After seeing Bob's post I got really curious on how the inside of the Lavabox (volcanno) was put together and if they used a mixer on the "commercial" version. It doesn't appear they do, I found this on FB where he shows the inside. scoot up to about 4 and half minutes, he uses the pipe too and I don't see a mixer, nothing too special. 




__ https://www.facebook.com/video.php?v=626682858011504



His regulator looks like the amazon versions too.


----------



## Bobthegreat (Mar 3, 2019)

Yes, I had pictures of the volcano, and I just added the.mixer to get a little cleaner flame. You don’t need it.


----------



## MT4Runner (Apr 6, 2012)

Stupid question, why not just pack the burner tube and set it in your NRS or Pop up conventional fire pit?

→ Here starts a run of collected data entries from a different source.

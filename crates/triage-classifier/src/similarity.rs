//! Free-text similarity measures

use std::collections::BTreeSet;
use triage_domain::normalize::tokens;
use triage_domain::TextSimilarity;

/// Token-overlap (Jaccard) similarity
///
/// `|A ∩ B| / |A ∪ B|` over the lower-cased word tokens of each text. Two
/// texts without any tokens have similarity 0: absence of text is not
/// evidence that two symptoms agree.
#[derive(Debug, Clone, Copy, Default)]
pub struct TokenOverlap;

impl TextSimilarity for TokenOverlap {
    fn similarity(&self, a: &str, b: &str) -> f64 {
        let a: BTreeSet<String> = tokens(a).into_iter().collect();
        let b: BTreeSet<String> = tokens(b).into_iter().collect();
        let union = a.union(&b).count();
        if union == 0 {
            return 0.0;
        }
        a.intersection(&b).count() as f64 / union as f64
    }

    fn name(&self) -> &'static str {
        "token overlap"
    }
}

You would want the ceramic/lava rocks if you want ambient heat...but if you just want ambient flame/light??


----------



## Bobthegreat (Mar 3, 2019)

no such thing as a stupid question. That’s a good idea actually. However with the lava rocks,which I have added more, it really throws the Heat out once you get it hot. Which in my experience, allows for a smaller flame and less propane consumption.


----------



## MT4Runner (Apr 6, 2012)

yeah, a buddy of mine made a "portable firepit" with a chickie pail and a burner. Great flames, but ZERO heat. You absolutely need the lava rock/ceramics for heat.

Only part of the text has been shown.